Court of Appeals of Kansas
Feb 24, 2023
124,672 (Kan. Ct. App. Feb. 24, 2023)

Opinion

124,672

02-24-2023

State of Kansas, Appellee, v. Dain Marshall Brown, Appellant.

Jennifer C. Roth, of Kansas Appellate Defender Office, for appellant. Robert A. Walsh, county attorney, and Derek Schmidt, attorney general, for appellee.


NOT DESIGNATED FOR PUBLICATION

Appeal from Cloud District Court; KIM W. CUDNEY, judge.

Jennifer C. Roth, of Kansas Appellate Defender Office, for appellant.

Robert A. Walsh, county attorney, and Derek Schmidt, attorney general, for appellee.

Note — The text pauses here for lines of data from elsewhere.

#[derive(Debug, Clone, PartialEq, Serialize, Deserialize)]
pub struct ResponseFieldSpec {
    pub index: i64,
    pub name: String,
    #[serde(default)]
    pub r#type: String,
    #[serde(default)]
    pub unit: String,
    #[serde(default)]
    pub description: String,
}

#[derive(Debug, Clone, PartialEq, Serialize, Deserialize)]
pub struct ArgFieldSpec {
    pub name: String,
    pub r#type: ScalarType,
    #[serde(default)]
    pub required: bool,
    #[serde(default)]
    pub description: String,
}

#[derive(Debug, Clone, Copy, PartialEq, Eq, Serialize, Deserialize)]
#[serde(rename_all = "lowercase")]
pub enum ValidatorKind {
    Numbers,
    Ints,
    Bool,
    Enum,
    None,
}

#[derive(Debug, Clone, PartialEq, Serialize, Deserialize)]
pub struct ValidatorSpec {
    pub kind: ValidatorKind,
    #[serde(default, skip_serializing_if = "Option::is_none")]
    pub min: Option<f64>,
    #[serde(default, skip_serializing_if = "Option::is_none")]
    pub max: Option<f64>,
    #[serde(default, skip_serializing_if = "Vec::is_empty")]
    pub choices: Vec<ScalarValue>,
}

impl ValidatorSpec {
    /// Check a candidate value against this validator.
    ///
    /// `numbers`/`ints` are inclusive ranges; `bool` forbids non-bool
    /// values; `enum` checks the choices list; `none` accepts anything of
    /// the declared value type.
    pub fn check(&self, parameter: &str, value: &ScalarValue) -> Result<()> {
        match self.kind {
            ValidatorKind::Numbers => {
                let v = value.as_f64()?;
                self.check_range(parameter, v)
            }
            ValidatorKind::Ints => {
                if !matches!(value, ScalarValue::Int(_) | ScalarValue::Bool(_)) {
                    return Err(BridgeError::invalid_argument(format!(
                        "parameter '{parameter}' requires an integer, got {value}"
                    )));
                }
                self.check_range(parameter, value.as_f64()?)
            }
            ValidatorKind::Bool => match value {
                ScalarValue::Bool(_) => Ok(()),
                other => Err(BridgeError::invalid_argument(format!(
                    "parameter '{parameter}' requires a bool, got {other}"
                ))),
            },
            ValidatorKind::Enum => {
                if self.choices.contains(value) {
                    Ok(())
                } else {
                    let allowed = self
                        .choices
                        .iter()
                        .map(ScalarValue::render)
                        .collect::<Vec<_>>()
                        .join(", ");
                    Err(BridgeError::invalid_argument(format!(
                        "parameter '{parameter}' value {value} is not one of: {allowed}"
                    )))
                }
            }
            ValidatorKind::None => Ok(()),
        }
    }

    fn check_range(&self, parameter: &str, v: f64) -> Result<()> {
        if let Some(min) = self.min {
            if v < min {
                return Err(BridgeError::invalid_argument(format!(
                    "parameter '{parameter}' value {v} is below minimum {min}"
                )));
            }
        }
        if let Some(max) = self.max {
            if v > max {
                return Err(BridgeError::invalid_argument(format!(
                    "parameter '{parameter}' value {v} is above maximum {max}"
                )));
            }
        }
        Ok(())
    }
}

#[derive(Debug, Clone, PartialEq, Serialize, Deserialize)]
pub struct SafetySpec {
    #[serde(default, skip_serializing_if = "Option::is_none")]
    pub min: Option<f64>,
    #[serde(default, skip_serializing_if = "Option::is_none")]
    pub max: Option<f64>,
    #[serde(default, skip_serializing_if = "Option::is_none")]
    pub max_step: Option<f64>,
    #[serde(default, skip_serializing_if = "Option::is_none")]
    pub max_slew_per_s: Option<f64>,
    #[serde(default)]
    pub cooldown_s: f64,
    #[serde(default = "default_true")]
    pub ramp_enabled: bool,
    #[serde(default, skip_serializing_if = "Option::is_none")]
    pub ramp_interval_s: Option<f64>,
    /// Rejected at load time. The confirmation gate was removed; write
    /// enablement is a single allow/deny flag at the instrument boundary.
    #[serde(default, skip_serializing, rename = "require_confirmation")]
    pub legacy_require_confirmation: Option<serde_yaml::Value>,
}

#[derive(Debug, Clone, Copy, PartialEq, Eq, Serialize, Deserialize)]
pub enum ActionSafetyMode {
    #[serde(rename = "alwaysAllowed", alias = "readonly")]
    AlwaysAllowed,
    #[serde(rename = "guarded")]
    Guarded,
    #[serde(rename = "blocked")]
    Blocked,
}

impl ActionSafetyMode {
    pub fn as_str(&self) -> &'static str {
        match self {
            Self::AlwaysAllowed => "alwaysAllowed",
            Self::Guarded => "guarded",
            Self::Blocked => "blocked",
        }
    }
}

#[derive(Debug, Clone, PartialEq, Serialize, Deserialize)]
pub struct ActionSafetySpec {
    pub mode: ActionSafetyMode,
}

/// One named side-effect command. No read/value semantics.
#[derive(Debug, Clone, PartialEq, Serialize, Deserialize)]
pub struct ActionSpec {
    #[serde(default, skip_serializing)]
    pub name: String,
    pub action_cmd: ActionCommandSpec,
    #[serde(default, skip_serializing_if = "Option::is_none")]
    pub safety: Option<ActionSafetySpec>,
}
#[derive(Debug, Clone, Serialize)]
pub struct ScanFrameWriteReport {
    pub dry_run: bool,
    pub attempted_steps: usize,
    pub applied_steps: usize,
    pub initial_frame: ScanFrameState,
    pub target_frame: ScanFrameState,
    pub final_frame: ScanFrameState,
}

pub struct Instrument {
    manifest: Manifest,
    transport: TransportClient,
    policy: WritePolicy,
    last_state: Mutex<HashMap<String, serde_json::Value>>,
    audit: Mutex<Vec<WriteAuditEntry>>,
    sink: Option<Arc<dyn EventSink>>,
}
// SPDX-License-Identifier: BUSL-1.1
// Copyright (c) 2026 Alfred Jean LLC

//! End-to-end monitor scenarios: real TCP instrument, real SQLite store.

use parking_lot::Mutex;
use std::sync::Arc;
use tokio_util::sync::CancellationToken;

use spmbridge::monitor::{run_monitor, MonitorConfig};
use spmbridge::store::TrajectoryStore;
use spmbridge::value::WireValue;
use spmbridge_specs::{tcp_instrument, Handle, WireController};

fn monitor_config(dir: &std::path::Path, run_name: &str) -> MonitorConfig {
    MonitorConfig {
        run_name: run_name.to_owned(),
        interval_s: 0.02,
        rotate_entries: 10,
        action_window_s: 2.5,
        signal_labels: vec!["Current".to_owned()],
        spec_labels: vec!["Bias".to_owned()],
        db_directory: dir.display().to_string(),
        db_name: "trajectory.sqlite3".to_owned(),
    }
}

/// Scenario: one tick writes exactly one signal row and one spec row and
/// no action events.
#[test]
fn one_iteration_persists_one_sample_pair() {
    let controller = WireController::start();
    controller.reply("Bias_Get", vec![WireValue::Float(0.5)]);
    controller.reply("Current_Get", vec![WireValue::Float(1.23)]);

    let instrument = tcp_instrument(controller.port(), false, true);
    let dir = tempfile::tempdir().expect("tempdir");
    let config = monitor_config(dir.path(), "r1");

    let summary =
        run_monitor(&instrument, &config, 1, CancellationToken::new()).expect("run");
    assert_eq!(summary.completed_iterations, 1);

    let store = TrajectoryStore::open(config.db_path()).expect("open");
    assert_eq!(store.count_rows("signal_samples").expect("count"), 1);
    assert_eq!(store.count_rows("spec_samples").expect("count"), 1);
    assert_eq!(store.count_rows("action_events").expect("count"), 0);

    let rows = store.list_signal_samples_in_window(summary.run_id, 0.0, 10.0).expect("rows");
    assert_eq!(rows.len(), 1);
    assert_eq!(rows[0].dt_s, 0.0);
    assert_eq!(rows[0].values_json, r#"{"Current":1.23}"#);
    instrument.close();
}

/// Scenario: the bias spec moves 0.5 -> 0.5 -> 0.75 over three ticks; one
/// spec-change event appears with the right delta and window.
#[test]
fn spec_change_emits_an_action_event() {
    let controller = WireController::start();
    controller.reply("Current_Get", vec![WireValue::Float(1.0)]);
    let reads = Arc::new(Mutex::new(0u32));
    let counter = Arc::clone(&reads);
    controller.handle("Bias_Get", move |_| {
        let mut reads = counter.lock();
        *reads += 1;
        // The first read is the connect probe.
        let value = if *reads >= 4 { 0.75 } else { 0.5 };
        Handle::Reply(vec![WireValue::Float(value)])
    });

    let instrument = tcp_instrument(controller.port(), false, true);
    let dir = tempfile::tempdir().expect("tempdir");
    let config = monitor_config(dir.path(), "r1");

    let summary =
        run_monitor(&instrument, &config, 3, CancellationToken::new()).expect("run");
    assert_eq!(summary.completed_iterations, 3);

    let store = TrajectoryStore::open(config.db_path()).expect("open");
    assert_eq!(store.count_rows("signal_samples").expect("count"), 3);
    assert_eq!(store.count_rows("spec_samples").expect("count"), 3);

    let events = store.list_action_events(Some(summary.run_id)).expect("events");
    assert_eq!(events.len(), 1);
    let event = &events[0];
    assert_eq!(event.action_kind, "spec-change");
    assert_eq!(event.spec_label, "Bias");
    assert_eq!(event.old_value_json.as_deref(), Some("0.5"));
    assert_eq!(event.new_value_json.as_deref(), Some("0.75"));
    assert_eq!(event.delta_value, Some(0.25));
    assert!((event.signal_window_start_dt_s - (event.dt_s - 2.5)).abs() < 1e-9);
    assert!((event.signal_window_end_dt_s - (event.dt_s + 2.5)).abs() < 1e-9);

    // The event is retrievable by index in (dt_s, id) order.
    let by_idx = store
        .get_action_event_by_idx(summary.run_id, 0)
        .expect("query")
        .expect("first event");
    assert_eq!(by_idx.id, event.id);
    instrument.close();
}

/// Scenario: a controller fault during one tick lands in monitor_errors
/// and the loop keeps sampling.
#[test]
fn transient_poll_failure_is_recorded_and_survived() {
    let controller = WireController::start();
    controller.reply("Bias_Get", vec![WireValue::Float(0.5)]);
    let mut reads = 0u32;
    controller.handle("Current_Get", move |_| {
        reads += 1;
        if reads == 2 {
            Handle::Refuse("acquisition busy".to_owned())
        } else {
            Handle::Reply(vec![WireValue::Float(1.0)])
        }
    });

    let instrument = tcp_instrument(controller.port(), false, true);
    let dir = tempfile::tempdir().expect("tempdir");
    let config = monitor_config(dir.path(), "r1");

    let summary =
        run_monitor(&instrument, &config, 3, CancellationToken::new()).expect("run");
    assert_eq!(summary.completed_iterations, 3);

    let store = TrajectoryStore::open(config.db_path()).expect("open");
    assert_eq!(store.count_rows("signal_samples").expect("count"), 2);
    assert_eq!(store.count_rows("spec_samples").expect("count"), 2);
    assert_eq!(store.count_rows("monitor_errors").expect("count"), 1);
    instrument.close();
}

/// Scenario: re-using a run name is refused and the first run's rows are
/// untouched.
#[test]
fn duplicate_run_name_is_refused() {
    let controller = WireController::start();
    controller.reply("Bias_Get", vec![WireValue::Float(0.5)]);
    controller.reply("Current_Get", vec![WireValue::Float(1.0)]);

    let instrument = tcp_instrument(controller.port(), false, true);
    let dir = tempfile::tempdir().expect("tempdir");
    let config = monitor_config(dir.path(), "r1");

    let summary =
        run_monitor(&instrument, &config, 2, CancellationToken::new()).expect("first run");
    let err = run_monitor(&instrument, &config, 2, CancellationToken::new())
        .expect_err("second run should fail");
    assert!(err.to_string().contains("unique"));

    let store = TrajectoryStore::open(config.db_path()).expect("open");
    assert_eq!(store.get_run_id_by_name("r1").expect("query"), Some(summary.run_id));
    assert_eq!(store.count_rows("signal_samples").expect("count"), 2);
    instrument.close();
}

/// Segment rotation over a real run: rotate_entries=2 over five ticks
/// yields three catalog rows per category.
#[test]
fn segments_rotate_during_a_real_run() {
    let controller = WireController::start();
    controller.reply("Bias_Get", vec![WireValue::Float(0.5)]);
    controller.reply("Current_Get", vec![WireValue::Float(1.0)]);

    let instrument = tcp_instrument(controller.port(), false, true);
    let dir = tempfile::tempdir().expect("tempdir");
    let mut config = monitor_config(dir.path(), "r1");
    config.rotate_entries = 2;

    run_monitor(&instrument, &config, 5, CancellationToken::new()).expect("run");

    let store = TrajectoryStore::open(config.db_path()).expect("open");
    assert_eq!(store.count_rows("signal_catalog").expect("count"), 3);
    assert_eq!(store.count_rows("spec_catalog").expect("count"), 3);
    instrument.close();
}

Before MALONE, P.J., HURST and COBLE, JJ.

MEMORANDUM OPINION

PER CURIAM:

Dain M. Brown appeals the district court's revocation of his probation, arguing that the district court wrongly revoked his probation without first imposing an intermediate sanction. This court finds that the State failed to present sufficient evidence to establish by a preponderance of the evidence that Brown committed a new offense while on probation or that he absconded from probation. The district court therefore erred in revoking Brown's probation on those bases without first imposing an intermediate sanction as was required by the statutory scheme at the time. Moreover, because Brown's sentence was not the result of a dispositional departure under K.S.A. 2018 Supp. 21-6815, that exception to intermediate sanctions is inapplicable here. The district court's revocation of Brown's probation is therefore reversed.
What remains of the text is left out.